Assisted with symbolic execution. Fuzzing using symbolic execution is generally known as hybrid fuzzing. Some checks are difficult to pass, such as array checks during the fuzzing process, causing the fuzzer to spend a lot of energy trying to mutate to generate the eligible input. When a branch is difficult to pass, symbolic execution is used to solve it, generating a new seed and then passing it to fuzzing to pass the branch. Examples include QSYM [17], DigFuzz [18] and HFL [19].
Based on static analysis and dynamic analysis. This approach uses the technique of program analysis to determine what kind of input the program accepts and then guides the generation of test cases. Examples include FANS [20] and T-Fuzz [21].

7.1.2. Seed Selection

In each iteration of the genetic algorithm, the seeds for the next step of fuzzing are selected from the current seed pool. The testing efficiency of selecting different seeds varies, so some methods have been developed from the perspective of seed selection.

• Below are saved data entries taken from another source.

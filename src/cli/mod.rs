//! Command-line interface for trapforge.
//!
//! Provides commands to run the workflow, serve it over HTTP, validate
//! assessment files and inspect stored runs.

mod commands;

pub use commands::{parse_cli, run, run_with_cli, Cli, Commands};
//! Types shared by several stages.

use serde::{Deserialize, Serialize};
use std::fmt;

use crate::difficulty::DifficultyLevel;

/// Topic, subtopic and difficulty a run settled on after Stage 1.
#[derive(Debug, Clone, PartialEq, Eq, Serialize, Deserialize)]
pub struct TopicFocus {
    pub topic: String,
    pub subtopic: String,
    pub difficulty: DifficultyLevel,
}

/// Kind of artifact a challenge asks for and an assessment presents.
#[derive(Debug, Clone, Copy, PartialEq, Eq, Hash, Serialize, Deserialize)]
#[serde(rename_all = "lowercase")]
pub enum ContentKind {
    Code,
    Prose,
    Math,
    Email,
    Table,
    Diagram,
    Plan,
    Pseudo,
    Query,
    Other,
}

impl ContentKind {
    pub const ALL: [ContentKind; 10] = [
        ContentKind::Code,
        ContentKind::Prose,
        ContentKind::Math,
        ContentKind::Email,
        ContentKind::Table,
        ContentKind::Diagram,
        ContentKind::Plan,
        ContentKind::Pseudo,
        ContentKind::Query,
        ContentKind::Other,
    ];

    pub fn as_str(&self) -> &'static str {
        match self {
            ContentKind::Code => "code",
            ContentKind::Prose => "prose",
            ContentKind::Math => "math",
            ContentKind::Email => "email",
            ContentKind::Table => "table",
            ContentKind::Diagram => "diagram",
            ContentKind::Plan => "plan",
            ContentKind::Pseudo => "pseudo",
            ContentKind::Query => "query",
            ContentKind::Other => "other",
        }
    }

    /// Parse after trimming and lowercasing.
    pub fn parse(value: &str) -> Option<Self> {
        let normalized = value.trim().to_lowercase();
        Self::ALL.into_iter().find(|kind| kind.as_str() == normalized)
    }

    /// Comma-separated list of every label, for prompts and messages.
    pub fn labels() -> String {
        Self::ALL
            .iter()
            .map(ContentKind::as_str)
            .collect::<Vec<_>>()
            .join(", ")
    }
}

impl fmt::Display for ContentKind {
    fn fmt(&self, f: &mut fmt::Formatter<'_>) -> fmt::Result {
        f.write_str(self.as_str())
    }
}

#[cfg(test)]
mod tests {
    use super::*;

    #[test]
    fn test_parse_normalizes() {
        assert_eq!(ContentKind::parse(" Code "), Some(ContentKind::Code));
        assert_eq!(ContentKind::parse("QUERY"), Some(ContentKind::Query));
        assert_eq!(ContentKind::parse("spreadsheet"), None);
    }

    #[test]
    fn test_labels_lists_every_kind() {
        let labels = ContentKind::labels();
        assert!(labels.starts_with("code, prose"));
        assert!(labels.ends_with("other"));
    }
}
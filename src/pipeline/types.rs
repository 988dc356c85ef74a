//! Step records and the run aggregate.

use chrono::{DateTime, Utc};
use serde::{Deserialize, Serialize};
use std::fmt;
use uuid::Uuid;

use crate::difficulty::DifficultyLevel;
use crate::llm::ModelTier;
use crate::validation::AssessmentPayload;

/// The seven workflow stages.
#[derive(Debug, Clone, Copy, PartialEq, Eq, PartialOrd, Ord, Hash, Serialize, Deserialize)]
#[serde(rename_all = "snake_case")]
pub enum Stage {
    Categories,
    Catalog,
    Challenge,
    MidImplementation,
    WeakImplementation,
    Judge,
    Assessment,
}

impl Stage {
    pub const ALL: [Stage; 7] = [
        Stage::Categories,
        Stage::Catalog,
        Stage::Challenge,
        Stage::MidImplementation,
        Stage::WeakImplementation,
        Stage::Judge,
        Stage::Assessment,
    ];

    /// 1-based stage index.
    pub fn index(&self) -> u8 {
        match self {
            Stage::Categories => 1,
            Stage::Catalog => 2,
            Stage::Challenge => 3,
            Stage::MidImplementation => 4,
            Stage::WeakImplementation => 5,
            Stage::Judge => 6,
            Stage::Assessment => 7,
        }
    }

    pub fn from_index(index: u8) -> Option<Self> {
        Self::ALL.into_iter().find(|stage| stage.index() == index)
    }

    /// Human-readable stage name stored with each step.
    pub fn name(&self) -> &'static str {
        match self {
            Stage::Categories => "Generate difficulty categories",
            Stage::Catalog => "Generate conceptual error catalog",
            Stage::Challenge => "Generate strategic challenge",
            Stage::MidImplementation => "Test mid-tier implementation",
            Stage::WeakImplementation => "Test weak-tier implementation",
            Stage::Judge => "Judge implementation differentiation",
            Stage::Assessment => "Create student assessment",
        }
    }

    /// Stages repeated by the outer attempt loop.
    pub fn is_attempt_stage(&self) -> bool {
        (3..=6).contains(&self.index())
    }
}

impl fmt::Display for Stage {
    fn fmt(&self, f: &mut fmt::Formatter<'_>) -> fmt::Result {
        write!(f, "{}. {}", self.index(), self.name())
    }
}

/// One executed stage.
#[derive(Debug, Clone, PartialEq, Serialize, Deserialize)]
pub struct PipelineStep {
    pub stage_index: u8,
    pub stage_name: String,
    pub tier: ModelTier,
    pub model: String,
    /// Outer attempt number; `None` for Stages 1 and 2.
    pub attempt: Option<u32>,
    pub success: bool,
    /// Raw or serialized output.
    pub output: String,
    pub timestamp: DateTime<Utc>,
}

impl PipelineStep {
    pub fn new(
        stage: Stage,
        tier: ModelTier,
        model: impl Into<String>,
        attempt: Option<u32>,
        success: bool,
        output: impl Into<String>,
    ) -> Self {
        Self {
            stage_index: stage.index(),
            stage_name: stage.name().to_string(),
            tier,
            model: model.into(),
            attempt,
            success,
            output: output.into(),
            timestamp: Utc::now(),
        }
    }

    pub fn stage(&self) -> Option<Stage> {
        Stage::from_index(self.stage_index)
    }
}

/// Terminal fields of a run.
#[derive(Debug, Clone, Default, PartialEq, Serialize, Deserialize)]
pub struct RunOutcome {
    /// True iff an assessment payload was produced.
    pub final_success: bool,
    /// Last stage the run reached; 0 if it never started one.
    pub stopped_at_stage: u8,
    /// Outer attempts consumed.
    pub attempts: u32,
    pub differentiation_achieved: bool,
    pub weak_failures: Vec<String>,
    pub difficulty: Option<DifficultyLevel>,
    pub subtopic: Option<String>,
    pub assessment: Option<AssessmentPayload>,
    /// The consumer went away before the run finished.
    pub cancelled: bool,
}

/// A run still collecting steps. Only the orchestrator holds one.
#[derive(Debug)]
pub struct PipelineRun {
    run_id: String,
    topic: String,
    started_at: DateTime<Utc>,
    steps: Vec<PipelineStep>,
}

impl PipelineRun {
    pub fn new(topic: impl Into<String>) -> Self {
        Self {
            run_id: Uuid::new_v4().to_string(),
            topic: topic.into(),
            started_at: Utc::now(),
            steps: Vec::new(),
        }
    }

    pub fn run_id(&self) -> &str {
        &self.run_id
    }

    pub fn topic(&self) -> &str {
        &self.topic
    }

    pub fn steps(&self) -> &[PipelineStep] {
        &self.steps
    }

    pub fn last_stage(&self) -> u8 {
        self.steps.last().map_or(0, |step| step.stage_index)
    }

    /// Append a step. Indices only go backwards when a new attempt restarts at 3.
    pub fn push_step(&mut self, step: PipelineStep) {
        debug_assert!(
            step.stage_index >= self.last_stage() || step.stage_index == Stage::Challenge.index(),
            "stage {} recorded after stage {}",
            step.stage_index,
            self.last_stage()
        );
        self.steps.push(step);
    }

    /// Seal the run. Consumes the builder, so it can happen only once.
    pub fn finalize(self, outcome: RunOutcome) -> RunReport {
        RunReport {
            run_id: self.run_id,
            topic: self.topic,
            started_at: self.started_at,
            finished_at: Utc::now(),
            steps: self.steps,
            outcome,
        }
    }
}

/// A finalized, immutable run.
#[derive(Debug, Clone, PartialEq, Serialize, Deserialize)]
pub struct RunReport {
    pub run_id: String,
    pub topic: String,
    pub started_at: DateTime<Utc>,
    pub finished_at: DateTime<Utc>,
    pub steps: Vec<PipelineStep>,
    #[serde(flatten)]
    pub outcome: RunOutcome,
}

impl RunReport {
    pub fn final_success(&self) -> bool {
        self.outcome.final_success
    }

    pub fn stopped_at_stage(&self) -> u8 {
        self.outcome.stopped_at_stage
    }

    pub fn duration_ms(&self) -> i64 {
        (self.finished_at - self.started_at).num_milliseconds()
    }

    /// Stage indices in recorded order.
    pub fn stage_sequence(&self) -> Vec<u8> {
        self.steps.iter().map(|step| step.stage_index).collect()
    }
}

For example, AFLFast [22] improves the seed selection strategy by prioritizing seeds that have been less frequently selected previously or that can reach paths that have been less frequently tested previously. Related examples include Vuzzer [23], QTEP [24] and CollAFL [25].

7.1.3. Mutation Strategy

In a fuzzing loop, fuzzers try to discover more program states or crashes and generate new seeds by mutating and testing the seed inputs. For fuzzing, the space for mutation is almost infinite. Choosing a suitable mutation strategy also has a great impact on the efficiency of fuzzing.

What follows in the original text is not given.